A Brief Overview on Latam FX and Brazil´s Inflation and Selic

FX Perspectives in Latin America
In contrast to Emerging Europe, Latin America has emerged out of the crisis as more resilient. This is so in part because of flexible exchange rates, lower leverage than Emerging Europe and better macro conditions. In fact, some countries in Latin America are implementing counter cyclical fiscal policies to fight the external crisis. The key countries using counter cyclical fiscal policy in Latam are Brazil, Peru and Chile. This differentiation adds to the perception that Latin American credit ratings lag other emerging markets and the near-term prospects for rating actions in regards to several regional countries on the cusp of an investment grade including Brazil, Colombia, Panama, Peru and Costa Rica point to the upside. Regarding growth, we believe GDP will converge to its potential level by mid 2010. In the absence of significative inflationary pressures, it is hardly possible that monetary authorities in key Latam countries hike rates until Q2 2010. In turn, it is possible that FX play an imoportant role especially considering that moderate growth rates may also induce central banks to become more tolerant with eventual currency weakness.

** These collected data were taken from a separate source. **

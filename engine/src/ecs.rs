//! Capability registry on top of the component store.

use std::collections::BTreeMap;

use bitflags::bitflags;
use serde::{Deserialize, Serialize};
use util::IndexSet;

use crate::{
    prelude::*, Controller, EquipableStats, EquipmentSlot, Faction, Vision,
    DEFAULT_SPEED,
};

bitflags! {
    /// Set of capability kinds attached to an entity.
    #[derive(
        Copy, Clone, Eq, PartialEq, Hash, Debug, Default, Serialize, Deserialize,
    )]
    pub struct Capabilities: u16 {
        const LOCATION = 1 << 0;
        const VISION = 1 << 1;
        const PHYSICAL = 1 << 2;
        const DAMAGEABLE = 1 << 3;
        const CONTROLLED = 1 << 4;
        const ATTRIBUTES = 1 << 5;
        const STORAGE = 1 << 6;
        const EQUIPMENT = 1 << 7;
        const EQUIPABLE = 1 << 8;
    }
}

/// Component type whose presence is tracked in the entity's capability
/// mask.
pub trait Capability: hecs::Component {
    const KIND: Capabilities;
}

macro_rules! capabilities {
    {
        $($ty:ty: $kind:ident,)+
    } => {
        $(
            impl Capability for $ty {
                const KIND: Capabilities = Capabilities::$kind;
            }
        )+
    }
}

capabilities! {
    Location: LOCATION,
    Vision: VISION,
    Physical: PHYSICAL,
    Damageable: DAMAGEABLE,
    Controlled: CONTROLLED,
    Attributes: ATTRIBUTES,
    Storage: STORAGE,
    Equipment: EQUIPMENT,
    Equipable: EQUIPABLE,
}

#[derive(Copy, Clone, Debug)]
struct Row {
    handle: hecs::Entity,
    caps: Capabilities,
}

/// Entity registry.
///
/// Entity ids are handed out in increasing order and never reused. Every
/// live entity has a name and a capability mask that mirrors exactly which
/// capability components it holds.
pub struct Ecs {
    world: hecs::World,
    rows: BTreeMap<Entity, Row>,
    next_id: u64,
}

impl Default for Ecs {
    fn default() -> Self {
        Ecs {
            world: Default::default(),
            rows: Default::default(),
            next_id: 1,
        }
    }
}

impl Ecs {
    pub fn spawn(&mut self, name: impl Into<String>) -> Entity {
        let e = Entity(self.next_id);
        self.next_id += 1;
        let handle = self.world.spawn((Name(name.into()),));
        self.rows.insert(
            e,
            Row {
                handle,
                caps: Capabilities::empty(),
            },
        );
        e
    }

    /// Destroy an entity and everything attached to it.
    pub fn despawn(&mut self, e: Entity) -> bool {
        let Some(row) = self.rows.remove(&e) else {
            return false;
        };
        self.world
            .despawn(row.handle)
            .expect("Ecs::despawn: registry out of sync");
        true
    }

    pub fn contains(&self, e: Entity) -> bool {
        self.rows.contains_key(&e)
    }

    pub fn len(&self) -> usize {
        self.rows.len()
    }

    pub fn is_empty(&self) -> bool {
        self.rows.is_empty()
    }

    /// Iterate live entities in id order.
    pub fn iter(&self) -> impl Iterator<Item = Entity> + '_ {
        self.rows.keys().copied()
    }

    pub fn capabilities(&self, e: Entity) -> Capabilities {
        self.rows.get(&e).map_or(Capabilities::empty(), |row| row.caps)
    }

    pub fn has<C: Capability>(&self, e: Entity) -> bool {
        self.capabilities(e).contains(C::KIND)
    }

    pub fn has_all(&self, e: Entity, caps: Capabilities) -> bool {
        self.contains(e) && self.capabilities(e).contains(caps)
    }

    /// Iterate entities that have all the given capabilities in id order.
    pub fn with_all(
        &self,
        caps: Capabilities,
    ) -> impl Iterator<Item = Entity> + '_ {
        self.rows
            .iter()
            .filter(move |(_, row)| row.caps.contains(caps))
            .map(|(&e, _)| e)
    }

    /// Attach a capability.
    ///
    /// An entity holds at most one capability of each kind. Returns false
    /// and leaves the entity unchanged if it does not exist or already has
    /// the capability.
    pub fn add<C: Capability>(&mut self, e: Entity, c: C) -> bool {
        let Some(row) = self.rows.get_mut(&e) else {
            return false;
        };
        if row.caps.contains(C::KIND) {
            return false;
        }
        self.world
            .insert_one(row.handle, c)
            .expect("Ecs::add: registry out of sync");
        row.caps |= C::KIND;
        true
    }

    /// Detach a capability and return it.
    pub fn remove<C: Capability>(&mut self, e: Entity) -> Option<C> {
        let row = self.rows.get_mut(&e)?;
        if !row.caps.contains(C::KIND) {
            return None;
        }
        row.caps.remove(C::KIND);
        self.world.remove_one::<C>(row.handle).ok()
    }

    pub fn get<C: Capability>(&self, e: Entity) -> Option<hecs::Ref<'_, C>> {
        let row = self.rows.get(&e)?;
        self.world.get::<&C>(row.handle).ok()
    }

    /// Mutable access through a runtime-checked borrow.
    ///
    /// Borrows are tracked per component type, so two capabilities of
    /// different kinds can be held at once.
    pub fn get_mut<C: Capability>(
        &self,
        e: Entity,
    ) -> Option<hecs::RefMut<'_, C>> {
        let row = self.rows.get(&e)?;
        self.world.get::<&mut C>(row.handle).ok()
    }

    /// Iterate every instance of a capability for bulk updates.
    pub fn iter_mut<C: Capability>(&mut self) -> impl Iterator<Item = &mut C> {
        self.world.query_mut::<&mut C>().into_iter().map(|(_, c)| c)
    }

    pub fn name(&self, e: Entity) -> String {
        self.rows
            .get(&e)
            .and_then(|row| self.world.get::<&Name>(row.handle).ok())
            .map_or_else(|| format!("unknown {e}"), |n| n.0.clone())
    }

    pub fn icon(&self, e: Entity) -> char {
        self.rows
            .get(&e)
            .and_then(|row| self.world.get::<&Icon>(row.handle).ok())
            .map_or('?', |i| i.0)
    }

    pub fn set_icon(&mut self, e: Entity, icon: char) {
        if let Some(row) = self.rows.get(&e) {
            self.world
                .insert_one(row.handle, Icon(icon))
                .expect("Ecs::set_icon: registry out of sync");
        }
    }
}

#[derive(Clone, Debug, Eq, PartialEq, Default, Serialize, Deserialize)]
pub struct Name(pub String);

/// Map display character.
#[derive(
    Copy, Clone, Debug, Eq, PartialEq, Default, Serialize, Deserialize,
)]
pub struct Icon(pub char);

#[derive(
    Copy, Clone, Debug, Eq, PartialEq, Default, Serialize, Deserialize,
)]
pub struct Physical {
    /// Whether other bodies are kept out of the tile this one occupies.
    pub blocks_movement: bool,
}

#[derive(
    Copy, Clone, Debug, Eq, PartialEq, Default, Serialize, Deserialize,
)]
pub struct Damageable {
    pub health: i32,
    pub max_health: i32,
}

impl Damageable {
    pub fn new(max_health: i32) -> Self {
        Damageable {
            health: max_health,
            max_health,
        }
    }

    pub fn is_alive(&self) -> bool {
        self.health > 0
    }
}

#[derive(
    Copy, Clone, Debug, Eq, PartialEq, Default, Serialize, Deserialize,
)]
pub struct Attributes {
    pub strength: i32,
    pub dexterity: i32,
    pub endurance: i32,
}

/// Something that takes turns.
#[derive(Clone, Debug)]
pub struct Controlled {
    pub controller: Controller,
    pub faction: Faction,
    /// Energy gained every time the actor is dispatched.
    pub speed: i32,
    pub energy: i32,
}

impl Controlled {
    pub fn new(controller: Controller, faction: Faction) -> Self {
        Controlled {
            controller,
            faction,
            speed: DEFAULT_SPEED,
            energy: 0,
        }
    }

    pub fn with_speed(mut self, speed: i32) -> Self {
        self.speed = speed;
        self
    }
}

/// Inventory of carried items in pickup order.
#[derive(Clone, Debug, Default)]
pub struct Storage {
    capacity: usize,
    contents: IndexSet<Entity>,
}

impl Storage {
    pub fn new(capacity: usize) -> Self {
        Storage {
            capacity,
            contents: Default::default(),
        }
    }

    pub fn capacity(&self) -> usize {
        self.capacity
    }

    pub fn len(&self) -> usize {
        self.contents.len()
    }

    pub fn is_empty(&self) -> bool {
        self.contents.is_empty()
    }

    pub fn is_full(&self) -> bool {
        self.contents.len() >= self.capacity
    }

    pub fn contains(&self, item: Entity) -> bool {
        self.contents.contains(&item)
    }

    pub fn iter(&self) -> impl Iterator<Item = Entity> + '_ {
        self.contents.iter().copied()
    }

    pub(crate) fn insert(&mut self, item: Entity) -> bool {
        !self.is_full() && self.contents.insert(item)
    }

    pub(crate) fn remove(&mut self, item: Entity) -> bool {
        self.contents.shift_remove(&item)
    }
}

/// Items currently worn or wielded.
#[derive(Clone, Debug, Default)]
pub struct Equipment {
    slots: BTreeMap<EquipmentSlot, Entity>,
}

impl Equipment {
    pub fn get(&self, slot: EquipmentSlot) -> Option<Entity> {
        self.slots.get(&slot).copied()
    }

    pub fn slot_of(&self, item: Entity) -> Option<EquipmentSlot> {
        self.slots
            .iter()
            .find_map(|(&slot, &e)| (e == item).then_some(slot))
    }

    pub fn iter(&self) -> impl Iterator<Item = (EquipmentSlot, Entity)> + '_ {
        self.slots.iter().map(|(&s, &e)| (s, e))
    }

    /// Put an item in a slot, returning what was there before.
    pub(crate) fn insert(
        &mut self,
        slot: EquipmentSlot,
        item: Entity,
    ) -> Option<Entity> {
        self.slots.insert(slot, item)
    }

    pub(crate) fn remove(&mut self, slot: EquipmentSlot) -> Option<Entity> {
        self.slots.remove(&slot)
    }
}

#[derive(Copy, Clone, Debug, Eq, PartialEq)]
pub struct Equipable {
    pub slot: EquipmentSlot,
    pub stats: EquipableStats,
}
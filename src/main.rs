use std::path::PathBuf;

use anyhow::Result;
use clap::Parser;

use engine::{prelude::*, Autoplay, Config, StepOutcome};
use util::Logos;

pub const GAME_NAME: &str = "delve";

#[derive(Parser, Debug)]
#[command(name = GAME_NAME, about = "Run a dungeon with everyone on autopilot")]
struct Args {
    #[arg(long, value_parser = |e: &str| Ok::<Logos, &str>(Logos::new(e)), help = "Game world seed")]
    seed: Option<Logos>,

    #[arg(long, default_value_t = 1000, help = "Maximum number of scheduler steps")]
    turns: usize,

    #[arg(long, help = "IDM file with dungeon parameters")]
    config: Option<PathBuf>,

    #[arg(long, help = "Print the player's level when the run ends")]
    show_map: bool,
}

fn main() -> Result<()> {
    env_logger::Builder::from_env(
        env_logger::Env::default().default_filter_or("info"),
    )
    .init();

    let args = Args::parse();

    let config = match &args.config {
        Some(path) => Config::load(path)?,
        None => Config::default(),
    };

    let seed = args
        .seed
        .unwrap_or_else(|| Logos::sample(&mut rand::thread_rng(), 10));
    log::info!("seed: {seed}");

    let mut r = Runtime::new(&config, &seed)?;
    let mut input = Autoplay::default();

    let mut steps = 0;
    while steps < args.turns && !r.is_over() {
        let outcome = r.step(&mut input);
        steps += 1;
        for m in r.drain_msgs() {
            match m {
                Msg::Message(text) => println!("{text}"),
                Msg::Death(e) => log::debug!("{e} died"),
                Msg::Redraw => {}
            }
        }
        if outcome == StepOutcome::Idle {
            break;
        }
    }

    if r.is_over() {
        println!("The hero has fallen after {} turns.", r.turn());
    } else {
        log::info!("Stopped after {steps} steps, {} turns", r.turn());
    }

    if args.show_map {
        if let Some(level) = r.current_level() {
            println!("{level}:\n{}", r.render_level(level));
        }
    }

    Ok(())
}
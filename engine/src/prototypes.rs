//! Constructors for the things that populate the dungeon.
//!
//! The returned entities are not placed on any level yet.

use anyhow::Result;

use crate::{
    ecs::*, prelude::*, AiState, Controller, EquipableStats, EquipmentSlot,
    Faction, Vision,
};

/// How many items a human can carry.
const HUMAN_STORAGE: usize = 30;

/// Bare hands as an equipable weapon.
pub fn fist(r: &mut impl AsMut<Runtime>, accuracy: i32) -> Entity {
    let r = r.as_mut();
    let e = r.ecs.spawn("fist");
    r.ecs.add(
        e,
        Equipable {
            slot: EquipmentSlot::MainHand,
            stats: EquipableStats {
                dice_num: 1,
                dice_size: 1,
                accuracy,
                ..Default::default()
            },
        },
    );
    e
}

fn creature(
    r: &mut Runtime,
    name: &str,
    icon: char,
    attributes: Attributes,
    max_health: i32,
    controlled: Controlled,
    fov_radius: i32,
) -> Result<Entity> {
    // Allocate the sight buffer first so a failure leaves nothing behind.
    let vision = Vision::new(fov_radius)?;

    let e = r.ecs.spawn(name);
    r.ecs.set_icon(e, icon);
    r.ecs.add(e, vision);
    r.ecs.add(
        e,
        Physical {
            blocks_movement: true,
        },
    );
    r.ecs.add(e, Damageable::new(max_health));
    r.ecs.add(e, attributes);
    r.ecs.add(e, controlled);
    r.ecs.add(e, Equipment::default());
    Ok(e)
}

fn arm(r: &mut Runtime, e: Entity, weapon: Entity) {
    e.with_mut(r, |eq: &mut Equipment| {
        eq.insert(EquipmentSlot::MainHand, weapon)
    });
}

/// A human adventurer, the player character in a normal game.
pub fn human(
    r: &mut impl AsMut<Runtime>,
    controller: Controller,
    fov_radius: i32,
) -> Result<Entity> {
    let r = r.as_mut();
    let e = creature(
        r,
        "human",
        '@',
        Attributes {
            strength: 8,
            dexterity: 8,
            endurance: 8,
        },
        100,
        Controlled::new(controller, Faction::Player),
        fov_radius,
    )?;
    r.ecs.add(e, Storage::new(HUMAN_STORAGE));
    let weapon = fist(r, -3);
    arm(r, e, weapon);
    Ok(e)
}

pub fn goblin(r: &mut impl AsMut<Runtime>, fov_radius: i32) -> Result<Entity> {
    let r = r.as_mut();
    let e = creature(
        r,
        "goblin",
        'g',
        Attributes {
            strength: 3,
            dexterity: 8,
            endurance: 5,
        },
        10,
        Controlled::new(Controller::Ai(AiState::default()), Faction::Monster),
        fov_radius,
    )?;
    let weapon = fist(r, 1);
    arm(r, e, weapon);
    Ok(e)
}

/// A worthless amulet to pick up and wear.
pub fn trinket(r: &mut impl AsMut<Runtime>) -> Entity {
    let r = r.as_mut();
    let e = r.ecs.spawn("trinket");
    r.ecs.set_icon(e, '"');
    r.ecs.add(
        e,
        Physical {
            blocks_movement: false,
        },
    );
    r.ecs.add(
        e,
        Equipable {
            slot: EquipmentSlot::Amulet,
            stats: Default::default(),
        },
    );
    e
}
use glam::IVec2;

/// 8 directions, clock face order.
pub const DIR_8: [IVec2; 8] = [
    IVec2::from_array([0, -1]),
    IVec2::from_array([1, -1]),
    IVec2::from_array([1, 0]),
    IVec2::from_array([1, 1]),
    IVec2::from_array([0, 1]),
    IVec2::from_array([-1, 1]),
    IVec2::from_array([-1, 0]),
    IVec2::from_array([-1, -1]),
];

/// 4 cardinal directions, clock face order.
pub const DIR_4: [IVec2; 4] = [
    IVec2::from_array([0, -1]),
    IVec2::from_array([1, 0]),
    IVec2::from_array([0, 1]),
    IVec2::from_array([-1, 0]),
];

/// 4 diagonal directions, clock face order starting from northeast.
pub const DIAGONALS: [IVec2; 4] = [
    IVec2::from_array([1, -1]),
    IVec2::from_array([1, 1]),
    IVec2::from_array([-1, 1]),
    IVec2::from_array([-1, -1]),
];

pub trait VecExt: Sized + Default {
    /// Absolute size of vector in taxicab metric.
    fn taxi_len(&self) -> i32;

    /// Absolute size of vector in chessboard metric, the number of king's
    /// moves it takes to cross it.
    fn chess_len(&self) -> i32;

    /// Vec points to one of the 8 cells surrounding the origin.
    fn is_adjacent(&self) -> bool {
        self.chess_len() == 1
    }
}

impl VecExt for IVec2 {
    fn taxi_len(&self) -> i32 {
        self[0].abs() + self[1].abs()
    }

    fn chess_len(&self) -> i32 {
        self[0].abs().max(self[1].abs())
    }
}

#[cfg(test)]
mod tests {
    use glam::ivec2;

    use super::*;

    #[test]
    fn direction_sets() {
        for d in DIR_8 {
            assert!(d.is_adjacent());
        }
        for d in DIR_4 {
            assert_eq!(d.taxi_len(), 1);
            assert!(DIR_8.contains(&d));
        }
        for d in DIAGONALS {
            assert_eq!(d.taxi_len(), 2);
            assert!(DIR_8.contains(&d));
        }
    }

    #[test]
    fn metrics() {
        assert_eq!(ivec2(3, -5).taxi_len(), 8);
        assert_eq!(ivec2(3, -5).chess_len(), 5);
        assert!(!IVec2::ZERO.is_adjacent());
        assert!(!ivec2(2, 1).is_adjacent());
    }
}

Brazil: Inflation and Interest Rates Decision
The latest BCB's consensus survey showed significant upward revisions in inflation expectations, with the median of 2009 IPCA projections increasing to 4.50% (from 4.42% in the previous week), after hovering below the target midpoint for four months deterioration in the inflation scenario. It is not only the short term inflation expectations tht are deteriorating mostly because the 2010 expectations are also pointing to the target midpoint, with this week posting 4.40% from 4.43%. The clear signs that the economy is already expanding, along with the definition of the 2011 target at 4.50%, in an election year should move 2010 market expectations to 4.50% in the coming months, but still significant local and global idle capacity should prevent inflation expectations from moving above targeted levels. In our opinion, this picture is in line with the Copom delivering one more round of rate cuts (by 50bp) this month, which would leave the Selic at 8.75% until July 2010.